### EXCERPTED DATA ###
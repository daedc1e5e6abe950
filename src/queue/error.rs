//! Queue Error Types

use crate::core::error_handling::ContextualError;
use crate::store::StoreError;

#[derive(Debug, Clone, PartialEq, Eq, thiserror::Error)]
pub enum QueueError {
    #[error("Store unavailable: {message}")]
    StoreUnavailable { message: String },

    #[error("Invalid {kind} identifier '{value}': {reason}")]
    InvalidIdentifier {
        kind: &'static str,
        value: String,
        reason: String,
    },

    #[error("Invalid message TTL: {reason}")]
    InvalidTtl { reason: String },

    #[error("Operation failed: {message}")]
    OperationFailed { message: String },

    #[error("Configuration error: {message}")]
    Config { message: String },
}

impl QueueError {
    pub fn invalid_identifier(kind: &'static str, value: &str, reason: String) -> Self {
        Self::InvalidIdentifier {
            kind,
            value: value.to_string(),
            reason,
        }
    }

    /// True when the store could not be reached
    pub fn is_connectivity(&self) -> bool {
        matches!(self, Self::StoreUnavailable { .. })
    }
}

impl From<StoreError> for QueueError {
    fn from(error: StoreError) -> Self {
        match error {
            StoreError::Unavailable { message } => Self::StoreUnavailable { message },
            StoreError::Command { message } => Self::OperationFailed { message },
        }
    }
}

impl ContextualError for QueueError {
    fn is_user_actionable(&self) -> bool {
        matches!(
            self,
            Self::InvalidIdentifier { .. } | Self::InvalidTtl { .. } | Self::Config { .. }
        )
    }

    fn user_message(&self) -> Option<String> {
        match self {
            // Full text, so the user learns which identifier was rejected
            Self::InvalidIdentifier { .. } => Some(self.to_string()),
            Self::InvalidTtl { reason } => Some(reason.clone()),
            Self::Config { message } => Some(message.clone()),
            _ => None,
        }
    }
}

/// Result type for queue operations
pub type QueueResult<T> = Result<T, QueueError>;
###
### EXCERPTED DATA ###
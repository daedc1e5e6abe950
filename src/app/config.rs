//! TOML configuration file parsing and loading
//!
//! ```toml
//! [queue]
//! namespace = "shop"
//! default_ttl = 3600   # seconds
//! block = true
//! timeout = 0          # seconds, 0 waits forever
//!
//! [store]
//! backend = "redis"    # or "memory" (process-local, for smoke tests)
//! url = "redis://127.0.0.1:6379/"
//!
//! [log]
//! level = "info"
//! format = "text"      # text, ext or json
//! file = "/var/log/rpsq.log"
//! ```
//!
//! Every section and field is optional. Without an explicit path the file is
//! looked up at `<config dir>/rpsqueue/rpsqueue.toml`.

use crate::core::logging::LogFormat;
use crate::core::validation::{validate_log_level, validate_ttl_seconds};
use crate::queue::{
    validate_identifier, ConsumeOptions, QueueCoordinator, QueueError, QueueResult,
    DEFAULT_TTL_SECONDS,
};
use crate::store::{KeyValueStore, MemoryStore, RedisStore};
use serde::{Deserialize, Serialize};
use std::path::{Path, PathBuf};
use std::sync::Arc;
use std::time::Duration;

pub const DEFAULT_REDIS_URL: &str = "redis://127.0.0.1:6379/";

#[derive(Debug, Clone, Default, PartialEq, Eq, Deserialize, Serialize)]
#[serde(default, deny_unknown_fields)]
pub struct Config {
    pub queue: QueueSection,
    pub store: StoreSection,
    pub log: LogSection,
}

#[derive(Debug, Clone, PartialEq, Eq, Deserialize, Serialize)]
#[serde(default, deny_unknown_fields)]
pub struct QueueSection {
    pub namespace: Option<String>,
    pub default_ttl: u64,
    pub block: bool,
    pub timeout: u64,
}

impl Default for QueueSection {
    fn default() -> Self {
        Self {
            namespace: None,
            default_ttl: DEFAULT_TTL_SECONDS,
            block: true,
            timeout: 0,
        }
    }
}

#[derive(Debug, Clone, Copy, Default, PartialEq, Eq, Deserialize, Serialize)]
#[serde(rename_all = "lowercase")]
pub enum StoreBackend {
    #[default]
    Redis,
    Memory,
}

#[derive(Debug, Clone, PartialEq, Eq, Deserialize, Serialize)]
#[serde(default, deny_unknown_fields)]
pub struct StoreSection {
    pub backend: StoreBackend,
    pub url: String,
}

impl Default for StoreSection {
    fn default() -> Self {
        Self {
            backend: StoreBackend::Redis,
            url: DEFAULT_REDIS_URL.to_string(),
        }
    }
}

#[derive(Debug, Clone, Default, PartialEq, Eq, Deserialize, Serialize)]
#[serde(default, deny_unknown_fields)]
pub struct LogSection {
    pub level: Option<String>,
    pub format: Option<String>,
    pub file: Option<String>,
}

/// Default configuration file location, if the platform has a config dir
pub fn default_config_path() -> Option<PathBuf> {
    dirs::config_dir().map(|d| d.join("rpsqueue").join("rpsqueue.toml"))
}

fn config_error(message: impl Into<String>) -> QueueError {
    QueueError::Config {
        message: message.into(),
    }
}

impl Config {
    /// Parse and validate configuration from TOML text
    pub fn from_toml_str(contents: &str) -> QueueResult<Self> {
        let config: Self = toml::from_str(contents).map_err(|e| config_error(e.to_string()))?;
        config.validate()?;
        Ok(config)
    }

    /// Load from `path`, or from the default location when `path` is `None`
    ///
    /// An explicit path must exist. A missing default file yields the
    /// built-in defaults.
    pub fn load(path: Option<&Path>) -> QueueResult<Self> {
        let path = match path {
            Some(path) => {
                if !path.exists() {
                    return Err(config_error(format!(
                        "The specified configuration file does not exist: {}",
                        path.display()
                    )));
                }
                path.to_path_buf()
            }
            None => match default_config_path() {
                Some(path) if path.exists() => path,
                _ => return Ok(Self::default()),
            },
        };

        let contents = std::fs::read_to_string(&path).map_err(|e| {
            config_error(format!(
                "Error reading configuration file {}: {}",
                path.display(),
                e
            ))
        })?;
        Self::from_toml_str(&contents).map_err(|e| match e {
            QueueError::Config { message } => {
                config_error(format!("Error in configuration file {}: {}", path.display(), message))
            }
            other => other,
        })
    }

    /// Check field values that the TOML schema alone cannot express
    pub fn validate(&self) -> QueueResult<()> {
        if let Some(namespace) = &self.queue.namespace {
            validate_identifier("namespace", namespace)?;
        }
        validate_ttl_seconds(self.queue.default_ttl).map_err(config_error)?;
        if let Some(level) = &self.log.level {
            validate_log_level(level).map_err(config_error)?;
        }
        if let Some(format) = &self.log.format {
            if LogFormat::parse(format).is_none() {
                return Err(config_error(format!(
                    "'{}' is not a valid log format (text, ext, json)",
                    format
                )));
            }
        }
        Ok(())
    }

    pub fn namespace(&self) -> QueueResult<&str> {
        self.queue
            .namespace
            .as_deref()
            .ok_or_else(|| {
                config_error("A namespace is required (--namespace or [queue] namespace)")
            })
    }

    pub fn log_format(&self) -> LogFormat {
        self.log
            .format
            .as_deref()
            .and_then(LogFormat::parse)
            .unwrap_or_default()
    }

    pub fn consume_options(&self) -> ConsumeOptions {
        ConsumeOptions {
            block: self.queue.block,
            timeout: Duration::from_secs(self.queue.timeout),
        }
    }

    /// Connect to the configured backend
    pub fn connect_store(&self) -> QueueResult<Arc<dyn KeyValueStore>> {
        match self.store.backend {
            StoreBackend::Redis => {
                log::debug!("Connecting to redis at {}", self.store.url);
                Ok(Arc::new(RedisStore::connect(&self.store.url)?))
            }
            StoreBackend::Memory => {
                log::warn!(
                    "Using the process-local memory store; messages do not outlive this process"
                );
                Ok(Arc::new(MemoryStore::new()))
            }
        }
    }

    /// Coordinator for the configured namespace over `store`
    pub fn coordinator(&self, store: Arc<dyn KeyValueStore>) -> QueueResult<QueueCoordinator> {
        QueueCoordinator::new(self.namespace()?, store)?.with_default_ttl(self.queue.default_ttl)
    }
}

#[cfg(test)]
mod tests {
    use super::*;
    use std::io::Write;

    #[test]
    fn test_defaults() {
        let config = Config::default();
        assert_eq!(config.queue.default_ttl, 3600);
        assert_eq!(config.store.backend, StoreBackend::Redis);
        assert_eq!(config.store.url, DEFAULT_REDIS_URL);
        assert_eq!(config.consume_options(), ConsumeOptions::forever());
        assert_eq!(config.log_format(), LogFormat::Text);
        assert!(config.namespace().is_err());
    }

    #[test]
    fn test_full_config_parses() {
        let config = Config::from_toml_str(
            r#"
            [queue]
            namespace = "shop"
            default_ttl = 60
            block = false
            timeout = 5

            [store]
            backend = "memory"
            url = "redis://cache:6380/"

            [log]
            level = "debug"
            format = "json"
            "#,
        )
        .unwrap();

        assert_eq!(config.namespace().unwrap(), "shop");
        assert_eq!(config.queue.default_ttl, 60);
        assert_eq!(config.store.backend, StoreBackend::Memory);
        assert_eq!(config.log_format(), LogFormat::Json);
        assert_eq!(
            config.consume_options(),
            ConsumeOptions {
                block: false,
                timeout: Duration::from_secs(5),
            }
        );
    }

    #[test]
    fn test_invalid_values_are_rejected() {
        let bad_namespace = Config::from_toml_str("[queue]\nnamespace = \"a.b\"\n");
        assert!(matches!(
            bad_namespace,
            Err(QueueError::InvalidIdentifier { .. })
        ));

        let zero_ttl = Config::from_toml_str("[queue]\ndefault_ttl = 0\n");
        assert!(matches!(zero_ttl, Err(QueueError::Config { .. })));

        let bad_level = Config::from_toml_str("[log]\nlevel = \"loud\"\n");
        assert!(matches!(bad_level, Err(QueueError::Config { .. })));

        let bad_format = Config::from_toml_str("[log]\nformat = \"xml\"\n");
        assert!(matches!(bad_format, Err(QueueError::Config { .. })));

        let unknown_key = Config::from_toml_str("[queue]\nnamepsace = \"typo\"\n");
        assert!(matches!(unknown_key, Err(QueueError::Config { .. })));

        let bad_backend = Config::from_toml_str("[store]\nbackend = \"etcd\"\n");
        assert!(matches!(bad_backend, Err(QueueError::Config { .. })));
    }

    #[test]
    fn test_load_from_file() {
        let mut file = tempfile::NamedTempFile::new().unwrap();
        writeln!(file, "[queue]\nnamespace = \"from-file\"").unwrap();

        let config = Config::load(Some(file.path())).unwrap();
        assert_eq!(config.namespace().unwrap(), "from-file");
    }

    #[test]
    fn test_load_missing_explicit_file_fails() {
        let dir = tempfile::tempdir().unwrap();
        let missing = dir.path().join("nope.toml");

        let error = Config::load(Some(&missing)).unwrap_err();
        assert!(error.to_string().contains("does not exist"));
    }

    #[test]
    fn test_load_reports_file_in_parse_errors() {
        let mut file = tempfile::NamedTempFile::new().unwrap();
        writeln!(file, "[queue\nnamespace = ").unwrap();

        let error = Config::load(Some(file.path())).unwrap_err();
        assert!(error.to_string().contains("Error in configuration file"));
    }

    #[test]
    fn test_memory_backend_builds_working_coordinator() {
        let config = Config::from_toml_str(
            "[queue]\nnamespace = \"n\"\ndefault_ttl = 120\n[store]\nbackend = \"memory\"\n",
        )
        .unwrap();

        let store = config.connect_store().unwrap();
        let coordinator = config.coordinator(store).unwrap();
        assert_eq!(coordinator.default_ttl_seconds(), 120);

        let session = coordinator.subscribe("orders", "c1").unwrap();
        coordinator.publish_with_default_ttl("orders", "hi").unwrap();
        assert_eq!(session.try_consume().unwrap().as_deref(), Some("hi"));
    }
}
###
**TASK INSTRUCTIONS**
Across the whole listing, show each line where the word "InvalidTtl" occurs.

**TASK ANSWER**
    InvalidTtl { reason: String },
            Self::InvalidIdentifier { .. } | Self::InvalidTtl { .. } | Self::Config { .. }
            Self::InvalidTtl { reason } => Some(reason.clone()),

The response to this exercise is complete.